Como siempre, las cosas van a empeorar antes de mejorar. En 2016 se produjeron 77 millones de automóviles en todo el mundo. 24 millones de esos solo en China. Casi 4 millones en México. Ese número se estima irá creciendo hasta llegar a cerca de 120 millones de autos nuevos por año circulando por las calles de todo el planeta. Obviamente ese crecimiento se da en el llamado mundo en desarrollo, esa expresión menos agresiva que encontraron los países ricos para usar en lugar de la más realista pero despectiva expresión que nos definía como “tercer mundo”. Porque en el primero las ventas van a la baja o están estancadas. Lo que los gobiernos de América Latina hacen de manera aún tímida al abrir ciclovías y construir líneas de tren urbanas, ellos lo hacen con mayor velocidad, como siempre, porque saben que no es posible poner un paso a desnivel en cada semáforo o construir un piso elevado arriba de otro y arriba de otro hasta el infinito. El hombre, como especie, necesita bajarse del automóvil y subirse al transporte colectivo, que puede incluso ser un auto conducido por una computadora en el que viajen cuatro o cinco personas, todos trabajando en el trayecto con sus celulares. Un país desarrollado no es el que permite a sus ciudadanos comprar un auto para librarse de la necesidad de usar el mal transporte público, sino uno en el que los ciudadanos prefieren usar el tren, el metro o el autobús.

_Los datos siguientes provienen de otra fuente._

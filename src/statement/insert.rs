use super::{Projection, SelectStatement, Statement, TableRef, write_returning};
use crate::ast::Expr;
use crate::error::SqlError;
use crate::serializer::{SqlBuilder, StatementType};

/// `INSERT INTO t (cols) VALUES (..), (..)` or `INSERT INTO t (cols) SELECT ..`
#[derive(Debug, Clone, PartialEq)]
pub struct InsertStatement {
    table: TableRef,
    columns: Vec<String>,
    rows: Vec<Vec<Expr>>,
    query: Option<Box<SelectStatement>>,
    returning: Vec<Projection>,
}

pub fn insert_into(table: impl Into<TableRef>) -> InsertStatement {
    InsertStatement {
        table: table.into(),
        columns: Vec::new(),
        rows: Vec::new(),
        query: None,
        returning: Vec::new(),
    }
}

impl InsertStatement {
    pub fn columns<S: Into<String>>(mut self, columns: impl IntoIterator<Item = S>) -> Self {
        self.columns.extend(columns.into_iter().map(Into::into));
        self
    }

    /// Append one row of values.
    pub fn values<E: Into<Expr>>(mut self, row: impl IntoIterator<Item = E>) -> Self {
        self.rows.push(row.into_iter().map(Into::into).collect());
        self
    }

    /// Insert the rows produced by a query instead of literal rows.
    pub fn query(mut self, query: SelectStatement) -> Self {
        self.query = Some(Box::new(query));
        self
    }

    pub fn returning<P: Into<Projection>>(mut self, items: impl IntoIterator<Item = P>) -> Self {
        self.returning.extend(items.into_iter().map(Into::into));
        self
    }
}

impl Statement for InsertStatement {
    fn statement_type(&self) -> StatementType {
        StatementType::Insert
    }

    fn write_sql(&self, out: &mut SqlBuilder<'_>) {
        out.write("INSERT INTO ");
        self.table.write_name(out);
        if !self.columns.is_empty() {
            out.write(" (");
            for (i, column) in self.columns.iter().enumerate() {
                if i > 0 {
                    out.write(", ");
                }
                out.write_ident(column);
            }
            out.write(")");
        }

        match (&self.query, self.rows.is_empty()) {
            (Some(_), false) => {
                out.fail_unsupported("VALUES together with a SELECT source", StatementType::Insert);
            }
            (None, true) => out.fail(SqlError::MissingClause {
                statement: StatementType::Insert,
                clause: "VALUES",
            }),
            (Some(query), true) => {
                out.write(" ");
                query.write_select(out);
            }
            (None, false) => {
                out.write(" VALUES ");
                for (i, row) in self.rows.iter().enumerate() {
                    if !self.columns.is_empty() && row.len() != self.columns.len() {
                        out.fail_unsupported(
                            format!(
                                "row {} has {} values for {} columns",
                                i + 1,
                                row.len(),
                                self.columns.len()
                            ),
                            StatementType::Insert,
                        );
                    }
                    if i > 0 {
                        out.write(", ");
                    }
                    out.write("(");
                    out.write_list(row, StatementType::InsertValues);
                    out.write(")");
                }
            }
        }

        write_returning(&self.returning, StatementType::Insert, out);
    }
}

Durante las seis o siete décadas más recientes el automóvil fue una necesidad, algo con el cual muchos soñamos no solo por contar con una herramienta de traslado, sino por estatus social. Pero esto ya se mostró insostenible. Conducir un auto en el futuro debe ser un hobby, algo al que acudimos a un lugar especial para hacerlo, no la única forma decente de movernos como hoy en día. Aún estamos lejos de lograrlo, tal vez sean necesarias otros seis o siete décadas para ello, pero es sin duda la dirección en la que nos movemos, mejor dicho, a la que nos tenemos que mover.